I know that testosterone levels decline steadily from about the age of fifty, but ‘manopause’ doesn’t explain why I’ve watched so many period costume dramas on Netflix lately. Or why I’ve enjoyed them, goddammit!

Of course, there’s the cleavage. Explains why I love a good martini.
From a strictly scientific perspective, because I prefer a narrow, non-ptotic intermammarial cleft, if I could bring late-1700’s sexy back then all women would be corsetted to within an inch of syncope.
Yes, yes, blah blah. Speak to the hand, ladies! It’s the law!

But to compensate, you’d all get to bathe in warm goat’s milk or spinach juice or whatever, and there’d always be a eunuch nearby who complies with the 1:1.618 ratio and feeds you grapes and hums pleasantly at a constant 528 Hz.

I’m less thrilled by the men’s fashions, though. I’d look stupid down at the salon wearing extravagantly large lapels, lisping my r’s. I’ve never secretly wished to be confused for a musketeer. No doubt the lads were all literally spurting testosterone, but dandy kills it for me.

Thankfully, we’ve segued from the Bridgerton boobfest to the more sobering Le Bazar de la Charité (2019), where the only woman flaunting her jubblies so far is a burns victim. But the dudes! What the hell is that thing on Julien’s upper lip? And why are most French male names so effete? “Julie-enn” for fuck’s sake…

A hundred years before the fire which killed 126 well-dressed Parisiennes, the fashionista survivors of recently-guillotined aristocratic families held scandalous society balls dressed in tits-out Greco-Roman style, accessorised by red silk throat ribbons to mock their decapitated relatives.

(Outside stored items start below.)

//! Propsift - a property-path search and filter engine for arbitrary records.
//!
//! Propsift lets UI layers and tools run free-form query strings against plain
//! Rust data. Callers register *search data* (string projections of a record)
//! and *filters* (user-typed tokens bound to property paths or callbacks) once;
//! every query string is then parsed into an immutable query object that can be
//! applied to record sequences, producing an order-preserving filtered
//! subsequence.
//!
//! Two backends implement the same [`backend::SearchBackend`] contract:
//!
//! - [`basic::SubstringBackend`]: case-insensitive whole-string substring
//!   search over the registered search data. Filter registrations are accepted
//!   but deliberately ignored.
//! - [`engine::QueryEngine`] (behind the `query-engine` feature, on by
//!   default): tokenized queries with per-token filter operators (`:`, `=`,
//!   `!=`, `<`, `<=`, `>`, `>=`) resolved against a shape descriptor of the
//!   record type at registration time.
//!
//! # Examples
//!
//! ```rust
//! use propsift::prelude::*;
//! use serde::Serialize;
//!
//! #[derive(Debug, Serialize)]
//! struct Asset {
//!     id: u32,
//!     name: String,
//!     tags: Vec<String>,
//! }
//!
//! impl PropertyBag for Asset {
//!     fn property_shape() -> Shape {
//!         Shape::object()
//!             .field("id", Shape::number())
//!             .field("name", Shape::string())
//!             .field("tags", Shape::array(Shape::string()))
//!             .build()
//!     }
//! }
//!
//! let mut engine: QueryEngine<Asset> = QueryEngine::new();
//! engine.add_data_property("name".into());
//! engine.add_filter_property("id", "id".into(), None).unwrap();
//! engine.add_filter_property("tag", "tags".into(), None).unwrap();
//!
//! let assets = vec![
//!     Asset { id: 1, name: "Cube".into(), tags: vec!["mesh".into()] },
//!     Asset { id: 12, name: "Sphere".into(), tags: vec!["mesh".into(), "round".into()] },
//! ];
//!
//! // Structured filtering by registered token.
//! let query = engine.parse("id<10");
//! assert_eq!(query.apply(&assets).len(), 1);
//!
//! // Collection-typed terminals match if ANY element matches.
//! let query = engine.parse("tag:round");
//! assert_eq!(query.apply(&assets).len(), 1);
//!
//! // Plain words fall back to substring search over the search data.
//! let query = engine.parse("cube");
//! assert_eq!(query.apply(&assets).len(), 1);
//! ```

pub mod backend;
pub mod basic;
pub mod data;
#[cfg(feature = "query-engine")]
pub mod engine;
pub mod error;
pub mod path;
pub mod shape;
pub mod value;

pub mod prelude {
  //! Convenient re-exports for common types and traits.

  pub use crate::backend::*;
  pub use crate::basic::*;
  pub use crate::data::*;
  #[cfg(feature = "query-engine")]
  pub use crate::engine::*;
  pub use crate::error::*;
  pub use crate::path::*;
  pub use crate::shape::*;
  pub use crate::value::*;
}
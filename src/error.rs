//! Error types raised while registering filters.
//!
//! All errors here surface synchronously at registration time. Applying a
//! query never raises: records lacking the addressed value are simply treated
//! as non-matching.

use thiserror::Error;

/// Errors raised when a filter registration cannot be completed.
///
/// Registration is not retried; the caller must correct the token or path and
/// register again.
#[derive(Error, Debug)]
pub enum FilterError {
  /// A path segment could not be resolved against the record's shape.
  #[error("failed to register filter `{token}`: path `{path}` does not resolve, unknown segment `{segment}`")]
  InvalidPath {
    token: String,
    path: String,
    segment: String,
  },
  /// The path resolved structurally but cannot be bound to a filter, e.g.
  /// it terminates in a polymorphic or non-scalar value.
  #[error("failed to register filter `{token}` at path `{path}`: {reason}")]
  InvalidBinding {
    token: String,
    path: String,
    reason: String,
  },
  /// The record type has no usable shape descriptor.
  #[error("type `{type_name}` has no property shape to resolve paths against")]
  MissingPropertyBag { type_name: String },
  /// Filter tokens are unique per backend instance.
  #[error("filter token `{token}` is already registered")]
  DuplicateToken { token: String },
}

pub type Result<T> = std::result::Result<T, FilterError>;
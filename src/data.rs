//! Search data: the flat string projection of a record used for unstructured
//! substring search.

use crate::path::PropertyPath;
use crate::value;
use serde::Serialize;
use serde_json::Value;

type DataCallback<T> = Box<dyn Fn(&T) -> Vec<String>>;

/// The registered search-data providers for a record type.
///
/// Providers come in two forms: property paths resolved through the record's
/// serde projection, and arbitrary callbacks for values not reachable by
/// path. Both backends share this projection; a record with no providers
/// yields no strings, so non-empty plain-text queries match nothing.
pub struct SearchData<T> {
  properties: Vec<PropertyPath>,
  callbacks: Vec<DataCallback<T>>,
}

impl<T> SearchData<T> {
  /// Creates an empty provider set.
  pub fn new() -> Self {
    Self {
      properties: Vec::new(),
      callbacks: Vec::new(),
    }
  }

  /// Registers a property path whose value is projected to search strings.
  ///
  /// Collection-valued paths contribute one string per scalar element.
  pub fn add_property(&mut self, path: PropertyPath) {
    self.properties.push(path);
  }

  /// Registers a callback producing search strings for a record.
  pub fn add_callback(&mut self, get_search_data: impl Fn(&T) -> Vec<String> + 'static) {
    self.callbacks.push(Box::new(get_search_data));
  }

  /// Whether no providers are registered.
  pub fn is_empty(&self) -> bool {
    self.properties.is_empty() && self.callbacks.is_empty()
  }
}

impl<T: Serialize> SearchData<T> {
  /// Projects a record into its raw search strings, in registration order.
  pub fn strings_for(&self, record: &T) -> Vec<String> {
    let mut out = Vec::new();
    if !self.properties.is_empty() {
      if let Ok(json) = serde_json::to_value(record) {
        for path in &self.properties {
          if let Some(resolved) = value::extract(&json, path) {
            collect_strings(resolved, &mut out);
          }
        }
      }
    }
    for callback in &self.callbacks {
      out.extend(callback(record));
    }
    out
  }
}

impl<T> Default for SearchData<T> {
  fn default() -> Self {
    Self::new()
  }
}

fn collect_strings(value: &Value, out: &mut Vec<String>) {
  match value {
    Value::String(s) => out.push(s.clone()),
    Value::Number(n) => out.push(n.to_string()),
    Value::Bool(b) => out.push(b.to_string()),
    Value::Array(items) => {
      for item in items {
        collect_strings(item, out);
      }
    }
    // Nulls and nested objects are not searchable text.
    _ => {}
  }
}

#[cfg(test)]
mod tests {
  use super::*;
  use serde::Serialize;

  #[derive(Serialize)]
  struct Record {
    name: String,
    tags: Vec<String>,
    id: u32,
  }

  #[test]
  fn projects_paths_and_callbacks_in_order() {
    let mut data = SearchData::new();
    data.add_property("name".into());
    data.add_property("tags".into());
    data.add_callback(|record: &Record| vec![format!("#{}", record.id)]);

    let record = Record {
      name: "Cube".into(),
      tags: vec!["mesh".into(), "static".into()],
      id: 7,
    };
    assert_eq!(data.strings_for(&record), vec!["Cube", "mesh", "static", "#7"]);
  }

  #[test]
  fn missing_paths_contribute_nothing() {
    let mut data = SearchData::new();
    data.add_property("nope".into());
    let record = Record {
      name: "Cube".into(),
      tags: Vec::new(),
      id: 0,
    };
    assert!(data.strings_for(&record).is_empty());
  }
}
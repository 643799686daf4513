//! The shared backend contract and once-at-startup backend selection.

use crate::basic::SubstringBackend;
#[cfg(feature = "query-engine")]
use crate::engine::QueryEngine;
use crate::error::FilterError;
use crate::path::PropertyPath;
use crate::shape::PropertyBag;
use crate::value::{FilterOperator, FilterValue};
use serde::Serialize;

/// A parsed, immutable representation of a search string.
///
/// Queries are produced by [`SearchBackend::parse`] and are independent of
/// later parses: applying the same query twice, or re-parsing the same string
/// against unchanged registrations, yields identical results.
pub trait SearchQuery<T> {
  /// The original search string.
  fn search_string(&self) -> &str;

  /// The whitespace-separated tokens of the search string.
  fn tokens(&self) -> Vec<String>;

  /// Whether a single record matches this query.
  fn matches(&self, record: &T) -> bool;

  /// Applies the query to a record sequence, preserving input order.
  fn apply<'a>(&self, records: &'a [T]) -> Vec<&'a T> {
    records.iter().filter(|record| self.matches(record)).collect()
  }
}

/// The contract both search backends implement.
///
/// Callers register search data and filters once, then parse each query
/// string into a reusable [`SearchQuery`]. Registration errors surface
/// synchronously; parsing and application never raise.
///
/// The trait is object-safe so a backend can be selected once at startup and
/// handed around as `Box<dyn SearchBackend<T>>`.
pub trait SearchBackend<T: Serialize> {
  /// Parses a query string into a reusable query object.
  ///
  /// Empty or whitespace-only text yields a query that passes all records
  /// through unfiltered.
  fn parse(&self, text: &str) -> Box<dyn SearchQuery<T> + '_>;

  /// Registers a property path projected into the record's search data.
  fn add_search_data_property(&mut self, path: PropertyPath);

  /// Registers a callback projecting a record into search-data strings.
  fn add_search_data_callback(&mut self, get_search_data: Box<dyn Fn(&T) -> Vec<String>>);

  /// Registers a filter token bound to a property path.
  ///
  /// `operators` restricts the operators users may apply; `None` allows
  /// every operator the terminal type supports.
  fn add_search_filter_property(
    &mut self,
    token: &str,
    path: PropertyPath,
    operators: Option<Vec<FilterOperator>>,
  ) -> Result<(), FilterError>;

  /// Registers a filter token bound to an arbitrary value extractor, for
  /// values not reachable by path.
  fn add_search_filter_callback(
    &mut self,
    token: &str,
    get_filter_data: Box<dyn Fn(&T) -> FilterValue>,
    operators: Option<Vec<FilterOperator>>,
  ) -> Result<(), FilterError>;
}

/// The available backend strategies.
///
/// Mirrors the optional-dependency split of the original design: the full
/// query engine exists only when the `query-engine` feature is compiled in,
/// and the substring backend is the degraded fallback.
#[derive(Debug, Clone, Copy, PartialEq, Eq)]
pub enum BackendKind {
  /// Whole-string substring search; filter registrations are no-ops.
  Substring,
  /// Tokenized queries with per-property filter operators.
  #[cfg(feature = "query-engine")]
  QueryEngine,
}

impl Default for BackendKind {
  fn default() -> Self {
    #[cfg(feature = "query-engine")]
    {
      BackendKind::QueryEngine
    }
    #[cfg(not(feature = "query-engine"))]
    {
      BackendKind::Substring
    }
  }
}

/// Creates a backend of the given kind for a record type.
///
/// Intended to be called once at process start; the returned trait object is
/// the single point the rest of the application talks to.
pub fn create_backend<T>(kind: BackendKind) -> Box<dyn SearchBackend<T>>
where
  T: Serialize + PropertyBag + 'static,
{
  match kind {
    BackendKind::Substring => Box::new(SubstringBackend::new()),
    #[cfg(feature = "query-engine")]
    BackendKind::QueryEngine => Box::new(QueryEngine::with_shape(T::property_shape())),
  }
}

/// Creates the fullest backend the build supports.
pub fn default_backend<T>() -> Box<dyn SearchBackend<T>>
where
  T: Serialize + PropertyBag + 'static,
{
  create_backend(BackendKind::default())
}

While I haven’t seen a limited series on Netflix yet that does the Bals des victimes credit, I’m sure its coming. The ladies (Merveilleuses) outfits are bound to be eye-popping, and the gents (Incroyables) will just fill me with disgust. I will be glued.
Especially if Kirsten “My boobs are too big!” Dunst gets the lead before her intermammarial cleft blows out.

It does makes me wonder, though, if we aren’t robbing future generations of similar guilty pleasures. I mean, who in two hundred years will want to make a mini-series about ‘peak polar-fleece’?
More likely, given the way things are trending, they’ll be mourning the day the boobage died.